In 2001 Stew concluded a two-year assignment as a senior executive at Ford Motor Company, where he was director of the Leadership Development Center (LDC), running a 50-person, $25 MM operation. In partnership with the CEO, he launched a corporate-wide portfolio of initiatives designed to transform Ford's culture; 2500+ managers per year participated. Near the end of his tenure at Ford, an independent research group (ICEDR) said the LDC was a "global benchmark" for leadership development programs.

Stew worked for five years in the mental health field before earning his PhD in organizational psychology from the University of Michigan. He has published on work/life, leadership, and the dynamics of change, including the widely-cited Harvard Business Review articles, “Work and life: the end of the zero-sum game” (1998) and “Be a better leader, have a richer life” (2008), and “The Happy Workaholic: a role model for employees” (Academy of Management Executive, 2003). Work and Family – Allies or Enemies? (Oxford, 2000) was recognized by the Wall Street Journal as one of the field's best books. In the book Integrating Work and Life: The Wharton Resource Guide (Jossey-Bass, 1998) Stew edited the first collection of learning tools for building leadership skills for integrating work and life.

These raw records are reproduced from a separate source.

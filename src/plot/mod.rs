//! Terminal plotting.

pub mod ascii;

pub use ascii::*;
//! Formatted terminal output: run summary and classification tables.

use crate::domain::{ClassifiedPoint, RunConfig};
use crate::fit::FittedCurve;
use crate::io::ingest::CurveBatch;

/// Format the full run summary (dataset stats + one line per selected fit).
pub fn format_run_summary(
    training: &CurveBatch,
    candidates: &CurveBatch,
    fits: &[FittedCurve],
    config: &RunConfig,
) -> String {
    let mut out = String::new();

    out.push_str("=== fitc - Curve Fit Selection ===\n");
    out.push_str(&format!("Loss: {}\n", config.loss.display_name()));
    out.push_str(&format!(
        "Tolerance factor: {:.6}\n",
        config.tolerance_factor
    ));
    out.push_str(&format!("Training:   {}\n", fmt_batch(training)));
    out.push_str(&format!("Candidates: {}\n", fmt_batch(candidates)));

    out.push_str("\nSelected fits:\n");
    out.push_str(&format!(
        "{:<12} {:<12} {:>14} {:>14} {:>14}\n",
        "training", "best", "fit_error", "deviation", "tolerance"
    ));
    out.push_str(&format!(
        "{:-<12} {:-<12} {:-<14} {:-<14} {:-<14}\n",
        "", "", "", "", ""
    ));
    for fit in fits {
        out.push_str(&format!(
            "{:<12} {:<12} {:>14.6} {:>14.6} {:>14.6}\n",
            truncate(fit.training().name(), 12),
            truncate(fit.name(), 12),
            fit.fit_error(),
            fit.biggest_deviation(),
            fit.tolerance(),
        ));
    }
    out.push('\n');

    out
}

/// Format the classification table plus a match/miss tally.
pub fn format_classifications(results: &[ClassifiedPoint], fits: &[FittedCurve]) -> String {
    let mut out = String::new();

    let matched = results.iter().filter(|r| r.matched.is_some()).count();
    out.push_str(&format!(
        "Classified {} test points: {} matched, {} unmatched\n",
        results.len(),
        matched,
        results.len() - matched
    ));

    out.push_str(&format!(
        "{:>12} {:>12} {:<12} {:>12}\n",
        "x", "y", "best", "delta_y"
    ));
    out.push_str(&format!("{:-<12} {:-<12} {:-<12} {:-<12}\n", "", "", "", ""));

    for result in results {
        let (label, delta) = match result.matched {
            Some(m) => (
                truncate(fits[m.index].name(), 12),
                format!("{:>12.6}", m.distance),
            ),
            None => ("-".to_string(), format!("{:>12}", "-")),
        };
        out.push_str(&format!(
            "{:>12.4} {:>12.4} {:<12} {}\n",
            result.point.x, result.point.y, label, delta
        ));
    }

    out
}

fn fmt_batch(batch: &CurveBatch) -> String {
    format!(
        "{} curves | rows={} | x=[{:.3}, {:.3}] | y=[{:.3}, {:.3}]",
        batch.stats.n_curves,
        batch.stats.n_rows,
        batch.stats.x_min,
        batch.stats.x_max,
        batch.stats.y_min,
        batch.stats.y_max
    )
}

fn truncate(s: &str, max: usize) -> String {
    if s.chars().count() <= max {
        return s.to_string();
    }
    let mut out = String::new();
    for (i, ch) in s.chars().enumerate() {
        if i + 1 >= max {
            break;
        }
        out.push(ch);
    }
    out.push('.');
    out
}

Stew serves on a number of boards and has advised a wide range of companies and public sector organizations, including the U.S. Department of Labor, the United Nations, and two White House administrations. He gives keynote addresses and conducts workshops globally on leadership and the whole person, creating change, and strategic human resources issues. (Here is the 2013 master class he gave for Wharton's Lifelong Learning Tour in San Francisco.) The recipient of numerous teaching awards, he appears regularly in business media (The New York Times cited the “rock star adoration” he inspires in his students), was chosen by Working Mother as one of America’s 25 most influential men to have made things better for working parents, was selected by Thinkers50 as one of the “world’s top 50 business thinkers,” and in 2013 was honored by the Families and Work Institute with the Work Life Legacy Award.